From the records below, determine the number of lines containing "setup". Output that number alone.

#### Recorded data

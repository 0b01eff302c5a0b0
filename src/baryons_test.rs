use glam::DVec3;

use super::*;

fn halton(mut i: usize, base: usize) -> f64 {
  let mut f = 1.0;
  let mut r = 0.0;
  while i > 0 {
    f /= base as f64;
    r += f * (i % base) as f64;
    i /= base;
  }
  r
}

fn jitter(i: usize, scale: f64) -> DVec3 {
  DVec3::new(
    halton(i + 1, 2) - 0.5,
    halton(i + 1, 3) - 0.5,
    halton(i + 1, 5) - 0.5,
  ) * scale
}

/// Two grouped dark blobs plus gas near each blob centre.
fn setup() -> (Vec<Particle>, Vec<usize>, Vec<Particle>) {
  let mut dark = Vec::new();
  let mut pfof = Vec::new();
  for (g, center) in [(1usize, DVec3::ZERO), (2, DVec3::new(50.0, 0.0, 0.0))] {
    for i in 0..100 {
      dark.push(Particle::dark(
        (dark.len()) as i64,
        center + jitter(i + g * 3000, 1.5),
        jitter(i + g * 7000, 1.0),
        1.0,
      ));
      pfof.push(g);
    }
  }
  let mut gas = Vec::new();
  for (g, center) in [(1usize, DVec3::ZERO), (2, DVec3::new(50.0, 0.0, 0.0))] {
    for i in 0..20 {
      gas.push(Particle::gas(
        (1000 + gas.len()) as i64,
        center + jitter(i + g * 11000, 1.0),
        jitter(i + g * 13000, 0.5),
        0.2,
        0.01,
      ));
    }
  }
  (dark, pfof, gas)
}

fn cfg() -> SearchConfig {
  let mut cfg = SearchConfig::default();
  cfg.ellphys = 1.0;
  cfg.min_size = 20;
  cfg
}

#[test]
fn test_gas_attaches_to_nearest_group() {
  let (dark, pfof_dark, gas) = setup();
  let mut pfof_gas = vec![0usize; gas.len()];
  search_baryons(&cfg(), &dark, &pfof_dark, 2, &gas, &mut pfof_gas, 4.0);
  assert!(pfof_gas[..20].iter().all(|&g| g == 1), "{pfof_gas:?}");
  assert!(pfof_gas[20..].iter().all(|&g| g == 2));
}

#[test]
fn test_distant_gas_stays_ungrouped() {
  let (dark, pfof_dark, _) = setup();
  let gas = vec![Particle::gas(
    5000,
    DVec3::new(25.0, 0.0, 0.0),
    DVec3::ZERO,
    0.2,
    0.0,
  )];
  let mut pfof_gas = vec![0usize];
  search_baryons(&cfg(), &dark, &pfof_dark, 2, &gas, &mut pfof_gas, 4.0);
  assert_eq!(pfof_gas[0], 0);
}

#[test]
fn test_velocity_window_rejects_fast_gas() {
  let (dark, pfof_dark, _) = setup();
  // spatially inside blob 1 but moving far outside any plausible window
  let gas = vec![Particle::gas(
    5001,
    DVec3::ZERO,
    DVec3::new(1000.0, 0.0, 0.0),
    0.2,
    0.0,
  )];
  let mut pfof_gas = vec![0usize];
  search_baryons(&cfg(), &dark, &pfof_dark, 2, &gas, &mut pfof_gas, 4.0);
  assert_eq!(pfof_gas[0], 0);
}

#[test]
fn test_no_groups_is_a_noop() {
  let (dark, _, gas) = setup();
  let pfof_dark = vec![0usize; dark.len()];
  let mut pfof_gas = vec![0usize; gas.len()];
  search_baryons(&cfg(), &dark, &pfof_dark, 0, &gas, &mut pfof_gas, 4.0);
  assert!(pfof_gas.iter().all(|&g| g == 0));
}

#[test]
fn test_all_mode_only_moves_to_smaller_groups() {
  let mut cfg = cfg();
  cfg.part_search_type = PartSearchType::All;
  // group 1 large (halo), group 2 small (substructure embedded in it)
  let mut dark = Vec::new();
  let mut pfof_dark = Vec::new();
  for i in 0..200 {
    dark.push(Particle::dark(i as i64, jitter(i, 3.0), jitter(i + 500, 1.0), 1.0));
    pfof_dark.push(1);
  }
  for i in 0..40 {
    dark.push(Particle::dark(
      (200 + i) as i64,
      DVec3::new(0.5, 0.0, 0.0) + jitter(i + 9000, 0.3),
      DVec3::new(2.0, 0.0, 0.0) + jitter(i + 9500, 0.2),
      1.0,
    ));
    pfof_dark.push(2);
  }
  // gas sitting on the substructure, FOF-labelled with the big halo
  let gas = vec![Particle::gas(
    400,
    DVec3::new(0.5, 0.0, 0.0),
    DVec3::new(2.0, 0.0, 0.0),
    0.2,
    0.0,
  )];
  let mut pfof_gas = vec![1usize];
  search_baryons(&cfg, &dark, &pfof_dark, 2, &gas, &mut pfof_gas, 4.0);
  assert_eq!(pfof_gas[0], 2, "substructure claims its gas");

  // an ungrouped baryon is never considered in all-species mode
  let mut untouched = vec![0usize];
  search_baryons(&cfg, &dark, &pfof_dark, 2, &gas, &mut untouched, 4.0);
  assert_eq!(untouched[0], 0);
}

########

> _Solved exercise_:
5